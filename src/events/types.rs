//! Cross-view event types

use crate::models::EntityKind;
use serde::{Deserialize, Serialize};

/// The CRUD action performed
#[derive(Debug, Clone, Copy, PartialEq, Eq, Hash, Serialize, Deserialize)]
#[serde(rename_all = "snake_case")]
pub enum CrudAction {
    Created,
    Updated,
    Deleted,
}

impl CrudAction {
    pub const ALL: [CrudAction; 3] = [CrudAction::Created, CrudAction::Updated, CrudAction::Deleted];

    /// Suffix of the event name, e.g. `Added` in `spendingAdded`
    pub fn suffix(self) -> &'static str {
        match self {
            CrudAction::Created => "Added",
            CrudAction::Updated => "Updated",
            CrudAction::Deleted => "Deleted",
        }
    }
}

/// `projectAdded`, `spendingUpdated`, `inventoryDeleted`, ...
pub fn event_name(entity_type: EntityKind, action: CrudAction) -> String {
    format!("{}{}", entity_type.singular(), action.suffix())
}

/// Inverse of [`event_name`]; `None` for names outside the entity scheme
pub fn parse_event_name(name: &str) -> Option<(EntityKind, CrudAction)> {
    EntityKind::ALL.into_iter().find_map(|kind| {
        let rest = name.strip_prefix(kind.singular())?;
        CrudAction::ALL
            .into_iter()
            .find(|action| action.suffix() == rest)
            .map(|action| (kind, action))
    })
}

/// An event published after a committed mutation so other views can refresh
///
/// Must be Clone for `tokio::sync::broadcast`.
#[derive(Debug, Clone, PartialEq, Serialize, Deserialize)]
pub struct ViewEvent {
    pub name: String,
    #[serde(skip_serializing_if = "Option::is_none")]
    pub entity_type: Option<EntityKind>,
    #[serde(skip_serializing_if = "Option::is_none")]
    pub action: Option<CrudAction>,
    /// The committed record (or `{ "id": ... }` for deletions)
    #[serde(default)]
    pub entity: serde_json::Value,
    /// ISO 8601 timestamp
    pub timestamp: String,
}

impl ViewEvent {
    /// Create an event with the current timestamp. Entity type and action are
    /// filled in when the name follows the `<entity><Action>` scheme.
    pub fn new(name: impl Into<String>, entity: serde_json::Value) -> Self {
        let name = name.into();
        let parsed = parse_event_name(&name);
        Self {
            entity_type: parsed.map(|(kind, _)| kind),
            action: parsed.map(|(_, action)| action),
            name,
            entity,
            timestamp: chrono::Utc::now().to_rfc3339(),
        }
    }

    pub fn for_entity(entity_type: EntityKind, action: CrudAction, entity: serde_json::Value) -> Self {
        Self::new(event_name(entity_type, action), entity)
    }
}

/// Anything that can distribute [`ViewEvent`]s. Emitting never fails.
pub trait EventEmitter: Send + Sync {
    fn emit(&self, event: ViewEvent);

    fn emit_created(&self, entity_type: EntityKind, entity: serde_json::Value) {
        self.emit(ViewEvent::for_entity(entity_type, CrudAction::Created, entity));
    }

    fn emit_updated(&self, entity_type: EntityKind, entity: serde_json::Value) {
        self.emit(ViewEvent::for_entity(entity_type, CrudAction::Updated, entity));
    }

    fn emit_deleted(&self, entity_type: EntityKind, id: &str) {
        self.emit(ViewEvent::for_entity(
            entity_type,
            CrudAction::Deleted,
            serde_json::json!({ "id": id }),
        ));
    }
}
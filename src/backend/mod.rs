//! Backend access
//!
//! Architecture follows the project pattern (trait + impl + mock):
//! - `Backend` trait: async interface to the entity REST API
//! - `HttpBackend`: real implementation over reqwest
//! - `MockBackend`: in-memory backend with call log and failure injection
//! - `SessionProvider`: credentials attached to every request

pub mod http;
pub mod mock;
pub mod session;
pub mod traits;

pub use http::HttpBackend;
pub use mock::MockBackend;
pub use session::{AnonymousSession, Credentials, SessionProvider, StaticSession};
pub use traits::{Backend, BackendError};
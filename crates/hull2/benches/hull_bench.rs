//! Criterion benchmarks: gift wrap vs Graham scan.
//! Sizes n in {100, 1000, 5000} for each cloud distribution.
//! `circle-fixed` puts every point on the hull, so gift wrap goes quadratic there.
//! Results: by default under target/criterion.

use criterion::{criterion_group, criterion_main, BatchSize, BenchmarkId, Criterion};
use hull2::cloud::{generate, CloudCfg, Distribution};
use hull2::{GiftWrap, GrahamScan, HullSolver};

fn cloud(n: usize, distribution: Distribution, seed: u64) -> Vec<hull2::Point2> {
    let cfg = CloudCfg {
        count: n,
        distribution,
        ..CloudCfg::default()
    };
    generate(&cfg, seed).expect("default bounds are valid")
}

fn bench_solvers(c: &mut Criterion) {
    for dist in Distribution::ALL {
        let mut group = c.benchmark_group(format!("hull/{dist}"));
        for &n in &[100usize, 1_000, 5_000] {
            if dist == Distribution::CircleFixed && n > 1_000 {
                group.sample_size(10);
            }
            group.bench_with_input(BenchmarkId::new("gift_wrap", n), &n, |b, &n| {
                let solver = GiftWrap::default();
                b.iter_batched(
                    || cloud(n, dist, 43),
                    |pts| solver.solve(&pts).len(),
                    BatchSize::SmallInput,
                )
            });
            group.bench_with_input(BenchmarkId::new("graham", n), &n, |b, &n| {
                let solver = GrahamScan::default().with_seed(7);
                b.iter_batched(
                    || cloud(n, dist, 43),
                    |pts| solver.solve(&pts).len(),
                    BatchSize::SmallInput,
                )
            });
        }
        group.finish();
    }
}

criterion_group!(benches, bench_solvers);
criterion_main!(benches);
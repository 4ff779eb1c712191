//! Orientation predicate and point ordering.
//!
//! Purpose
//! - One left-turn test (`is_left_of`) that both solvers use to decide whether
//!   a candidate beats the current best next vertex. Any drift between the two
//!   solvers' notion of "left" shows up as disagreeing hulls.
//! - One total order on points (`cmp_xy`) for sorting.
//!
//! Tolerance
//! - `EPS` is absolute: it bounds the cross product and the squared-distance
//!   comparison. Inputs with coordinates of order 1..1e4 keep rounding well
//!   below it; much larger scales should pass a scaled `HullCfg::eps`.

use std::cmp::Ordering;

use crate::types::Point2;

/// Default predicate tolerance.
pub const EPS: f64 = 1e-8;

/// Classification of three points `a → b → c`.
#[derive(Clone, Copy, Debug, PartialEq, Eq)]
pub enum Turn {
    Left,
    Right,
    Collinear,
}

/// z-component of `(b - a) × (c - a)`; positive when `c` is left of `a → b`.
///
/// The product is evaluated on the triple in `cmp_xy` order and re-signed by
/// the parity of that permutation, so every ordering of the same three points
/// rounds to the same magnitude. Without this, `cross(a, b, c)` and
/// `-cross(b, a, c)` can land on opposite sides of a tolerance band.
#[inline]
pub fn cross(a: &Point2, b: &Point2, c: &Point2) -> f64 {
    let mut t = [a, b, c];
    let mut sign = 1.0;
    for (i, j) in [(0, 1), (1, 2), (0, 1)] {
        if cmp_xy(t[j], t[i]) == Ordering::Less {
            t.swap(i, j);
            sign = -sign;
        }
    }
    sign * raw_cross(t[0], t[1], t[2])
}

#[inline]
fn raw_cross(a: &Point2, b: &Point2, c: &Point2) -> f64 {
    (b.x() - a.x()) * (c.y() - a.y()) - (b.y() - a.y()) * (c.x() - a.x())
}

/// Turn classification with `|cross| <= eps` treated as collinear.
#[inline]
pub fn orientation(a: &Point2, b: &Point2, c: &Point2, eps: f64) -> Turn {
    let z = cross(a, b, c);
    if z > eps {
        Turn::Left
    } else if z < -eps {
        Turn::Right
    } else {
        Turn::Collinear
    }
}

/// `c` is strictly left of `a → b`, or on that line and farther from `a` than `b`.
#[inline]
pub fn is_left_of(a: &Point2, b: &Point2, c: &Point2) -> bool {
    is_left_of_eps(a, b, c, EPS)
}

/// [`is_left_of`] with an explicit tolerance.
#[inline]
pub fn is_left_of_eps(a: &Point2, b: &Point2, c: &Point2, eps: f64) -> bool {
    let z = cross(a, b, c);
    if z > eps {
        return true;
    }
    z >= -eps && a.dist2(c) > a.dist2(b) + eps
}

/// `q` lies on the closed segment `a`–`b`: within `eps` of its line, and its
/// projection onto `a → b` within `eps` of the endpoints (both in cross-product
/// units, i.e. scaled by `|ab|`).
#[inline]
pub fn on_segment(a: &Point2, b: &Point2, q: &Point2, eps: f64) -> bool {
    if cross(a, b, q).abs() > eps {
        return false;
    }
    let ab = b.pos() - a.pos();
    let t = ab.dot(&(q.pos() - a.pos()));
    t >= -eps && t <= ab.norm_squared() + eps
}

/// Lexicographic order: by `x`, then by `y`.
///
/// NaN coordinates compare as equal (out of contract).
#[inline]
pub fn cmp_xy(a: &Point2, b: &Point2) -> Ordering {
    a.x()
        .partial_cmp(&b.x())
        .unwrap_or(Ordering::Equal)
        .then_with(|| a.y().partial_cmp(&b.y()).unwrap_or(Ordering::Equal))
}

#[cfg(test)]
mod tests {
    use super::*;

    fn p(x: f64, y: f64) -> Point2 {
        Point2::new(x, y)
    }

    #[test]
    fn strict_left_and_right() {
        let a = p(0.0, 0.0);
        let b = p(1.0, 0.0);
        assert!(is_left_of(&a, &b, &p(0.5, 1.0)));
        assert!(!is_left_of(&a, &b, &p(0.5, -1.0)));
        assert_eq!(orientation(&a, &b, &p(0.5, 1.0), EPS), Turn::Left);
        assert_eq!(orientation(&a, &b, &p(0.5, -1.0), EPS), Turn::Right);
    }

    #[test]
    fn collinear_tie_break_prefers_farther() {
        let a = p(0.0, 0.0);
        let b = p(2.0, 2.0);
        assert!(is_left_of(&a, &b, &p(3.0, 3.0)));
        assert!(!is_left_of(&a, &b, &p(1.0, 1.0)));
        // Same distance: not a strict improvement.
        assert!(!is_left_of(&a, &b, &p(2.0, 2.0)));
        assert_eq!(orientation(&a, &b, &p(1.0, 1.0), EPS), Turn::Collinear);
    }

    #[test]
    fn near_collinear_within_eps_uses_distance() {
        let a = p(0.0, 0.0);
        let b = p(1.0, 0.0);
        // cross = 1e-10, inside the tolerance band.
        let c = p(2.0, 1e-10);
        assert!(is_left_of(&a, &b, &c));
        assert!(!is_left_of(&a, &c, &b));
    }

    #[test]
    fn predicate_is_antisymmetric_off_the_line() {
        let a = p(1.0, 2.0);
        let b = p(4.0, -1.0);
        let c = p(3.0, 5.0);
        assert!(is_left_of(&a, &b, &c));
        assert!(!is_left_of(&a, &c, &b));
    }

    #[test]
    fn cross_is_exactly_antisymmetric_under_permutation() {
        let a = p(37.123456789, 18.5617283955);
        let b = p(0.3, 0.150000001);
        let c = p(99.99, 49.995000000999);
        let z = cross(&a, &b, &c);
        assert_eq!(cross(&b, &c, &a), z);
        assert_eq!(cross(&c, &a, &b), z);
        assert_eq!(cross(&b, &a, &c), -z);
        assert_eq!(cross(&a, &c, &b), -z);
        assert_eq!(cross(&c, &b, &a), -z);
    }

    #[test]
    fn on_segment_checks_line_and_extent() {
        let a = p(0.0, 0.0);
        let b = p(4.0, 2.0);
        assert!(on_segment(&a, &b, &p(2.0, 1.0), EPS));
        assert!(on_segment(&a, &b, &b, EPS));
        assert!(!on_segment(&a, &b, &p(6.0, 3.0), EPS));
        assert!(!on_segment(&a, &b, &p(-2.0, -1.0), EPS));
        assert!(!on_segment(&a, &b, &p(2.0, 1.5), EPS));
    }

    #[test]
    fn total_order_x_then_y() {
        assert_eq!(cmp_xy(&p(0.0, 5.0), &p(1.0, 0.0)), Ordering::Less);
        assert_eq!(cmp_xy(&p(1.0, 0.0), &p(1.0, 2.0)), Ordering::Less);
        assert_eq!(cmp_xy(&p(1.0, 2.0), &p(1.0, 2.0)), Ordering::Equal);
        assert_eq!(cmp_xy(&p(2.0, -9.0), &p(1.0, 9.0)), Ordering::Greater);
    }

    #[test]
    fn pixel_projection_truncates() {
        let q = p(12.9, -3.7);
        assert_eq!(q.pixel(), (12, -3));
        assert_eq!(q.x(), 12.9);
    }
}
★ ★ ★ ★ ★ ★ ★
## [TASK GOAL]
From the entries above, give again exactly the lines running from the line with "let parsed = parse_event_name(&name);" to the line with "default under target/criterion."; include both of those lines.

## [RESPONSE TO THE TASK]
        let parsed = parse_event_name(&name);
        Self {
            entity_type: parsed.map(|(kind, _)| kind),
            action: parsed.map(|(_, action)| action),
            name,
            entity,
            timestamp: chrono::Utc::now().to_rfc3339(),
        }
    }

    pub fn for_entity(entity_type: EntityKind, action: CrudAction, entity: serde_json::Value) -> Self {
        Self::new(event_name(entity_type, action), entity)
    }
}

/// Anything that can distribute [`ViewEvent`]s. Emitting never fails.
pub trait EventEmitter: Send + Sync {
    fn emit(&self, event: ViewEvent);

    fn emit_created(&self, entity_type: EntityKind, entity: serde_json::Value) {
        self.emit(ViewEvent::for_entity(entity_type, CrudAction::Created, entity));
    }

    fn emit_updated(&self, entity_type: EntityKind, entity: serde_json::Value) {
        self.emit(ViewEvent::for_entity(entity_type, CrudAction::Updated, entity));
    }

    fn emit_deleted(&self, entity_type: EntityKind, id: &str) {
        self.emit(ViewEvent::for_entity(
            entity_type,
            CrudAction::Deleted,
            serde_json::json!({ "id": id }),
        ));
    }
}
filename src/backend/mod.rs
//! Backend access
//!
//! Architecture follows the project pattern (trait + impl + mock):
//! - `Backend` trait: async interface to the entity REST API
//! - `HttpBackend`: real implementation over reqwest
//! - `MockBackend`: in-memory backend with call log and failure injection
//! - `SessionProvider`: credentials attached to every request

pub mod http;
pub mod mock;
pub mod session;
pub mod traits;

pub use http::HttpBackend;
pub use mock::MockBackend;
pub use session::{AnonymousSession, Credentials, SessionProvider, StaticSession};
pub use traits::{Backend, BackendError};
filename crates/hull2/benches/hull_bench.rs
//! Criterion benchmarks: gift wrap vs Graham scan.
//! Sizes n in {100, 1000, 5000} for each cloud distribution.
//! `circle-fixed` puts every point on the hull, so gift wrap goes quadratic there.
//! Results: by default under target/criterion.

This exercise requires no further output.